La coalición internacional que lidera EE UU no está logrando derrotar al EI. Desde el inicio de la campaña de bombardeos, a finales de 2014, el grupo extremista ha retrocedido. Pero el gobierno sectario de Irak –al que Washington apoya– continua al borde de la desintegración, en tanto que el gobierno sectario de Siria –al que Washington detesta– ha perdido más del 16% del territorio que aún controla. Para acabar con el EI hacen falta más que bombardeos y operaciones especiales, y en Washington no hay voluntad de enviar soldados tras los fiascos de Irak y Afganistán.

Hace entrada en escena Rusia, con un despliegue contundente. La primera fase de su intervención consta de 2.000 efectivos, actualmente en el puerto de Latakia, al norte de la base naval de Tartús (la última que conserva Moscú en el extranjero). Además de tanques y piezas de artillería, Rusia ha transportado al menos 28 aviones de combate y 14 helicópteros de ataque, imprescindibles para que Bachar el Asad retenga el control del espacio aéreo sirio. Al mismo tiempo, Rusia compartirá inteligencia con Irán, Irak y Siria con el fin de coordinar la intervención contra el EI.

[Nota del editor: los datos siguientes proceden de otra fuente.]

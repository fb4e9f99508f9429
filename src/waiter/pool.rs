//! Fixed-size expiry worker pool.
//!
//! Arming a wait sends its [`Timer`] over one FIFO channel. Whichever worker
//! receives it owns the deadline and keeps it in a local heap. Workers sleep in
//! `recv_timeout` until their earliest deadline or the next timer, so a wait
//! never occupies a worker and a short wait is never stuck behind a long one.
//!
//! Closing the channel lets each worker expire what it still holds on
//! schedule, then exit.

use std::cell::Cell;
use std::cmp::Ordering;
use std::collections::BinaryHeap;
use std::panic::{self, AssertUnwindSafe};
use std::sync::{Arc, Mutex, PoisonError, Weak};
use std::thread::{self, JoinHandle};
use std::time::Instant;

use crossbeam_channel::{unbounded, Receiver, RecvTimeoutError, Sender};
use tracing::{debug, error};

use crate::config::EventWaiterConfig;
use crate::error::{ExecutionError, WaitResult};

use super::task::{Expiry, PendingWait};

thread_local! {
    static ON_WORKER: Cell<bool> = const { Cell::new(false) };
}

/// Deadline for one wait. Holds the task weakly: a wait that completed and
/// was released by its caller is not kept alive until its deadline.
pub(crate) struct Timer {
    deadline: Instant,
    task: Weak<dyn PendingWait>,
}

impl Timer {
    pub(crate) fn new(task: &Arc<dyn PendingWait>) -> Self {
        Self {
            deadline: task.deadline(),
            task: Arc::downgrade(task),
        }
    }

    fn is_live(&self) -> bool {
        self.task.upgrade().is_some_and(|task| !task.is_settled())
    }

    fn fire(&self) {
        let Some(task) = self.task.upgrade() else {
            return;
        };
        let wait_id = task.id();
        if panic::catch_unwind(AssertUnwindSafe(|| task.expire(Expiry::TimedOut))).is_err() {
            error!(%wait_id, "wait expiry panicked");
        }
    }
}

impl Eq for Timer {}

impl PartialEq for Timer {
    fn eq(&self, other: &Self) -> bool {
        self.deadline == other.deadline
    }
}

impl Ord for Timer {
    fn cmp(&self, other: &Self) -> Ordering {
        // BinaryHeap is a max-heap; reverse so the earliest deadline is on top.
        other.deadline.cmp(&self.deadline)
    }
}

impl PartialOrd for Timer {
    fn partial_cmp(&self, other: &Self) -> Option<Ordering> {
        Some(self.cmp(other))
    }
}

pub(crate) enum Job {
    Arm(Timer),
}

pub(crate) struct WorkerPool {
    tx: Mutex<Option<Sender<Job>>>,
    workers: Mutex<Vec<JoinHandle<()>>>,
    size: usize,
}

impl WorkerPool {
    pub(crate) fn start(cfg: &EventWaiterConfig) -> WaitResult<Self> {
        let size = cfg.workers_clamped();
        let (tx, rx) = unbounded::<Job>();

        let mut handles = Vec::with_capacity(size);
        for idx in 0..size {
            let rx: Receiver<Job> = rx.clone();
            let spawned = thread::Builder::new()
                .name(cfg.thread_name(idx))
                .spawn(move || worker_loop(&rx));
            match spawned {
                Ok(handle) => handles.push(handle),
                Err(e) => {
                    // Dropping `tx` disconnects the workers already started.
                    return Err(ExecutionError::WorkerSpawn {
                        message: e.to_string(),
                    }
                    .into());
                }
            }
        }

        Ok(Self {
            tx: Mutex::new(Some(tx)),
            workers: Mutex::new(handles),
            size,
        })
    }

    /// Queue a job. Hands the job back if the pool is closed.
    pub(crate) fn submit(&self, job: Job) -> Result<(), Job> {
        let tx = self.tx.lock().unwrap_or_else(PoisonError::into_inner);
        match tx.as_ref() {
            Some(tx) => tx.send(job).map_err(|e| e.into_inner()),
            None => Err(job),
        }
    }

    /// Stop accepting jobs. Armed timers still fire.
    pub(crate) fn close(&self) {
        let tx = self.tx.lock().unwrap_or_else(PoisonError::into_inner).take();
        drop(tx);
    }

    /// Join workers after `close`. Skipped on a worker thread, which would
    /// otherwise wait on itself.
    pub(crate) fn join(&self) {
        if ON_WORKER.with(Cell::get) {
            return;
        }
        let handles = std::mem::take(&mut *self.workers.lock().unwrap_or_else(PoisonError::into_inner));
        for handle in handles {
            let _ = handle.join();
        }
    }

    pub(crate) const fn size(&self) -> usize {
        self.size
    }
}

fn fire_due(timers: &mut BinaryHeap<Timer>) {
    let now = Instant::now();
    while timers.peek().is_some_and(|next| next.deadline <= now) {
        if let Some(timer) = timers.pop() {
            timer.fire();
        }
    }
}

fn worker_loop(rx: &Receiver<Job>) {
    ON_WORKER.with(|w| w.set(true));
    let mut timers = BinaryHeap::new();

    loop {
        fire_due(&mut timers);
        let received = match timers.peek() {
            Some(next) => rx.recv_timeout(next.deadline.saturating_duration_since(Instant::now())),
            None => rx.recv().map_err(|_| RecvTimeoutError::Disconnected),
        };
        match received {
            Ok(Job::Arm(timer)) => timers.push(timer),
            Err(RecvTimeoutError::Timeout) => {}
            Err(RecvTimeoutError::Disconnected) => break,
        }
    }

    while let Some(timer) = timers.pop() {
        if timer.is_live() {
            thread::sleep(timer.deadline.saturating_duration_since(Instant::now()));
            timer.fire();
        }
    }
    debug!("expiry worker exiting");
}
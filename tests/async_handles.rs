use std::sync::Arc;
use std::time::{Duration, Instant};

use event_waiter::{EventWaiter, WaitOutcome};

#[derive(Debug, Clone, PartialEq)]
struct Reaction {
    message_id: u64,
    emoji: &'static str,
}

#[tokio::test(flavor = "multi_thread", worker_threads = 2)]
async fn handle_can_be_awaited() {
    let waiter = Arc::new(EventWaiter::named("async-await").unwrap());
    let handle = waiter
        .wait_for(
            |r: &Reaction| r.message_id == 42,
            |r: &Reaction| r.emoji,
            Duration::from_secs(5),
        )
        .unwrap();

    let source = Arc::clone(&waiter);
    tokio::spawn(async move {
        tokio::time::sleep(Duration::from_millis(20)).await;
        source.dispatch(&Reaction { message_id: 7, emoji: "x" });
        source.dispatch(&Reaction { message_id: 42, emoji: "check" });
    });

    assert_eq!(handle.await.unwrap(), WaitOutcome::Matched("check"));
}

#[tokio::test(flavor = "multi_thread", worker_threads = 2)]
async fn awaited_timeout_yields_sentinel() {
    let waiter = EventWaiter::named("async-timeout").unwrap();
    let start = Instant::now();
    let handle = waiter
        .wait_for_event(|r: &Reaction| r.message_id == 1, Duration::from_millis(100))
        .unwrap();

    let outcome = handle.await.unwrap();
    assert_eq!(outcome, WaitOutcome::TimedOut);
    assert!(outcome.into_matched().is_none());
    assert!(start.elapsed() >= Duration::from_millis(100));
}

#[tokio::test(flavor = "multi_thread", worker_threads = 2)]
async fn handles_work_inside_select() {
    let waiter = EventWaiter::named("async-select").unwrap();
    let first = waiter
        .wait_for_event(|r: &Reaction| r.emoji == "a", Duration::from_secs(5))
        .unwrap();
    let second = waiter
        .wait_for_event(|r: &Reaction| r.emoji == "b", Duration::from_secs(5))
        .unwrap();

    waiter.dispatch(&Reaction { message_id: 1, emoji: "b" });

    tokio::select! {
        _ = first => panic!("only the second wait matches"),
        out = second => {
            assert_eq!(out.unwrap(), WaitOutcome::Matched(Reaction { message_id: 1, emoji: "b" }));
        }
    }

    // The dropped handle's wait is still in the registry until it resolves.
    assert_eq!(waiter.pending_for::<Reaction>(), 1);
}
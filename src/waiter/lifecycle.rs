//! Coordinator lifecycle and in-flight accounting.
//!
//! ```text
//! Running ──shutdown()──► Draining ──all waits done / drain timeout──► Stopped
//! ```
//!
//! Admission and the state check happen under the same lock, so a wait can
//! never slip in after draining has started.

use std::sync::atomic::{AtomicU64, Ordering};
use std::sync::{Condvar, Mutex, MutexGuard, PoisonError};
use std::time::Duration;

use crate::error::{ExecutionError, WaitResult};

/// Externally visible coordinator state.
#[derive(Debug, Clone, Copy, PartialEq, Eq)]
pub enum WaiterState {
    /// Accepting new waits.
    Running,
    /// Shutdown began; existing waits may still resolve.
    Draining,
    /// Terminal.
    Stopped,
}

#[derive(Debug)]
struct Inner {
    state: WaiterState,
    in_flight: usize,
}

static NEXT_OWNER: AtomicU64 = AtomicU64::new(1);

#[derive(Debug)]
pub(crate) struct Lifecycle {
    owner: u64,
    inner: Mutex<Inner>,
    idle: Condvar,
}

impl Lifecycle {
    pub(crate) fn new() -> Self {
        Self {
            owner: NEXT_OWNER.fetch_add(1, Ordering::Relaxed),
            inner: Mutex::new(Inner {
                state: WaiterState::Running,
                in_flight: 0,
            }),
            idle: Condvar::new(),
        }
    }

    /// Identifies the owning coordinator within this process.
    pub(crate) const fn owner(&self) -> u64 {
        self.owner
    }

    fn lock(&self) -> MutexGuard<'_, Inner> {
        self.inner.lock().unwrap_or_else(PoisonError::into_inner)
    }

    /// Count a new wait, or reject it once shutdown has begun.
    pub(crate) fn admit(&self) -> WaitResult<()> {
        let mut inner = self.lock();
        if inner.state != WaiterState::Running {
            return Err(ExecutionError::ShuttingDown.into());
        }
        inner.in_flight += 1;
        Ok(())
    }

    /// A wait completed (matched, expired, cancelled or abandoned).
    pub(crate) fn finish(&self) {
        let mut inner = self.lock();
        inner.in_flight = inner.in_flight.saturating_sub(1);
        if inner.in_flight == 0 {
            self.idle.notify_all();
        }
    }

    pub(crate) fn state(&self) -> WaiterState {
        self.lock().state
    }

    pub(crate) fn in_flight(&self) -> usize {
        self.lock().in_flight
    }

    /// Leave `Running`. Returns true if this call made the transition.
    pub(crate) fn begin_drain(&self) -> bool {
        let mut inner = self.lock();
        if inner.state == WaiterState::Running {
            inner.state = WaiterState::Draining;
            true
        } else {
            false
        }
    }

    /// Wait up to `timeout` for in-flight waits to complete, then stop.
    /// Returns whether everything drained.
    pub(crate) fn await_drain(&self, timeout: Duration) -> bool {
        let inner = self.lock();
        let (mut inner, _) = self
            .idle
            .wait_timeout_while(inner, timeout, |i| i.in_flight > 0)
            .unwrap_or_else(PoisonError::into_inner);
        inner.state = WaiterState::Stopped;
        inner.in_flight == 0
    }
}
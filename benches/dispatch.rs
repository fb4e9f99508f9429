use std::time::{Duration, Instant};

use criterion::{criterion_group, criterion_main, Criterion, Throughput};

use event_waiter::{EventWaiter, EventWaiterConfig};

struct Watched(u64);
struct Unwatched(u64);

fn make_waiter(workers: usize) -> EventWaiter {
    EventWaiter::new(EventWaiterConfig {
        workers,
        ..EventWaiterConfig::named("bench")
    })
    .unwrap()
}

fn bench_dispatch_idle_kind(c: &mut Criterion) {
    c.bench_function("dispatch/idle_kind", |b| {
        b.iter_custom(|iters| {
            let waiter = make_waiter(1);
            let start = Instant::now();
            for i in 0..iters {
                let _ = waiter.dispatch(&Unwatched(i));
            }
            start.elapsed()
        });
    });
}

fn bench_dispatch_non_matching(c: &mut Criterion) {
    let mut group = c.benchmark_group("dispatch_non_matching");
    group.throughput(Throughput::Elements(1));

    group.bench_function("100_waiters", |b| {
        // Fresh waiters per sample; registration is excluded from timing.
        b.iter_custom(|iters| {
            let waiter = make_waiter(4);
            let handles: Vec<_> = (0..100)
                .map(|_| {
                    waiter
                        .wait_for(|e: &Watched| e.0 == u64::MAX, |e: &Watched| e.0, Duration::from_secs(60))
                        .unwrap()
                })
                .collect();

            let start = Instant::now();
            for i in 0..iters {
                let _ = waiter.dispatch(&Watched(i));
            }
            let elapsed = start.elapsed();

            for h in &handles {
                h.cancel();
            }
            elapsed
        });
    });
    group.finish();
}

fn bench_wait_match_roundtrip(c: &mut Criterion) {
    let mut group = c.benchmark_group("wait_roundtrip");
    group.throughput(Throughput::Elements(1));

    group.bench_function("register_match_resolve", |b| {
        b.iter_custom(|iters| {
            let waiter = make_waiter(2);
            let start = Instant::now();
            for i in 0..iters {
                let h = waiter
                    .wait_for(move |e: &Watched| e.0 == i, |e: &Watched| e.0, Duration::from_secs(5))
                    .unwrap();
                waiter.dispatch(&Watched(i));
                let _ = h.wait().unwrap();
            }
            start.elapsed()
        });
    });
    group.finish();
}

criterion_group!(
    dispatch,
    bench_dispatch_idle_kind,
    bench_dispatch_non_matching,
    bench_wait_match_roundtrip
);
criterion_main!(dispatch);
//! Coordinator configuration.

use serde::{Deserialize, Serialize};

use crate::error::{ValidationError, WaitResult};

/// Settings for an [`crate::EventWaiter`].
#[derive(Debug, Clone, PartialEq, Eq, Serialize, Deserialize)]
#[serde(default)]
pub struct EventWaiterConfig {
    /// Names the worker threads: `event-waiter-{identifier}-{index}`.
    /// The owning bot or service name is a good choice.
    pub identifier: String,
    /// Number of expiry workers. Each holds any number of deadlines.
    pub workers: usize,
}

impl Default for EventWaiterConfig {
    fn default() -> Self {
        Self {
            identifier: "default".to_string(),
            workers: 8,
        }
    }
}

impl EventWaiterConfig {
    /// Config with the given identifier and default sizing.
    #[must_use]
    pub fn named(identifier: impl Into<String>) -> Self {
        Self {
            identifier: identifier.into(),
            ..Self::default()
        }
    }

    /// Parse a JSON config. Missing fields take their defaults.
    pub fn from_json(raw: &str) -> WaitResult<Self> {
        let cfg: Self = serde_json::from_str(raw).map_err(|e| ValidationError::InvalidConfig {
            reason: format!("invalid event waiter config: {e}"),
        })?;
        Ok(cfg)
    }

    /// Worker count clamped to at least one.
    #[inline]
    #[must_use]
    pub fn workers_clamped(&self) -> usize {
        self.workers.max(1)
    }

    pub(crate) fn thread_name(&self, index: usize) -> String {
        format!("event-waiter-{}-{index}", self.identifier)
    }
}

#[cfg(test)]
mod tests {
    use super::*;

    #[test]
    fn defaults_match_documented_values() {
        let cfg = EventWaiterConfig::default();
        assert_eq!(cfg.identifier, "default");
        assert_eq!(cfg.workers, 8);
    }

    #[test]
    fn json_fills_missing_fields() {
        let cfg = EventWaiterConfig::from_json(r#"{"identifier":"alyx"}"#).unwrap();
        assert_eq!(cfg.identifier, "alyx");
        assert_eq!(cfg.workers, 8);
        assert_eq!(cfg.thread_name(3), "event-waiter-alyx-3");
    }

    #[test]
    fn json_rejects_wrong_types() {
        let err = EventWaiterConfig::from_json(r#"{"workers":"many"}"#).unwrap_err();
        assert!(err.is_validation());
        assert_eq!(err.as_label(), "invalid_config");
    }

    #[test]
    fn zero_workers_is_clamped() {
        let cfg = EventWaiterConfig {
            workers: 0,
            ..EventWaiterConfig::default()
        };
        assert_eq!(cfg.workers_clamped(), 1);
    }
}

EE UU insiste en que la solución en Siria pasa por derrocar tanto al EI como al régimen de El Asad. Pero Rusia no está dispuesta a sacrificar a su principal aliado en el mundo árabe. Menos aún en vista de la soluciones propuestas por Washington: de los miles de rebeldes a los que EE UU pretendía armar para acabar con El Asad y el EI, solo «cuatro o cinco» reúnen actualmente las condiciones para recibir entrenamiento. Más absurda si cabe es la ocurrencia de David Petraeus, el exgeneral devenido, a juzgar por sus ideas, bombero. Petraeus pretende reclutar a miembros de Al Qaeda para que liquiden a su competencia directa en el mundillo del islam radical.

En el cálculo americano también intervienen factores regionales. El acercamiento inesperado entre Rusia e Irak, que aún depende de asesores estadounidenses para resistir al EI, echa sal sobre la herida que supone perder la iniciativa estratégica  en Oriente Próximo. Siria, además, está en la lista negra de las potencias suníes de la región: en especial de Arabia Saudí, que contempla con pánico la formación de un eje chií desde Beirut a Teherán. El reacercamiento entre EE UU e Irán obliga a Washington a reafirmar su compromiso con el eje suní en Oriente Próximo, con gestos como el apoyo a la intervención saudí en Yemen. O, llegados al caso sirio, la intransigencia ante un El Asad pro-iraní.

Rusia también se juega mucho en esta partida. Como señala Marta Ter, de entre los 20.000 combatientes del EI, más de 2.000 provienen de Rusia. Las repúblicas de Asia central y el Cáucaso, en las que Moscú pretende retener su antigua influencia, se encuentran perennemente desestabilizadas por islamistas radicales. Con 20 millones de musulmanes dentro de sus fronteras y conflictos latentes en Chechenia y Daguestán, Rusia es un blanco fácil para el terrorismo islámico.

Precisamente por eso, la apuesta de Putin es extremadamente arriesgada. Si la presencia rusa no es capaz de apuntalar a El Asad, o si moviliza al islamismo radical contra Moscú, la intervención podría tener un efecto desastroso. “Las grandes potencias siempre parecen más poderosas cuando anuncian una expansión de su actividad en alguna región”, observa Dan Drezner en el Washington Post. “Lo que importa es lo que ocurre después”.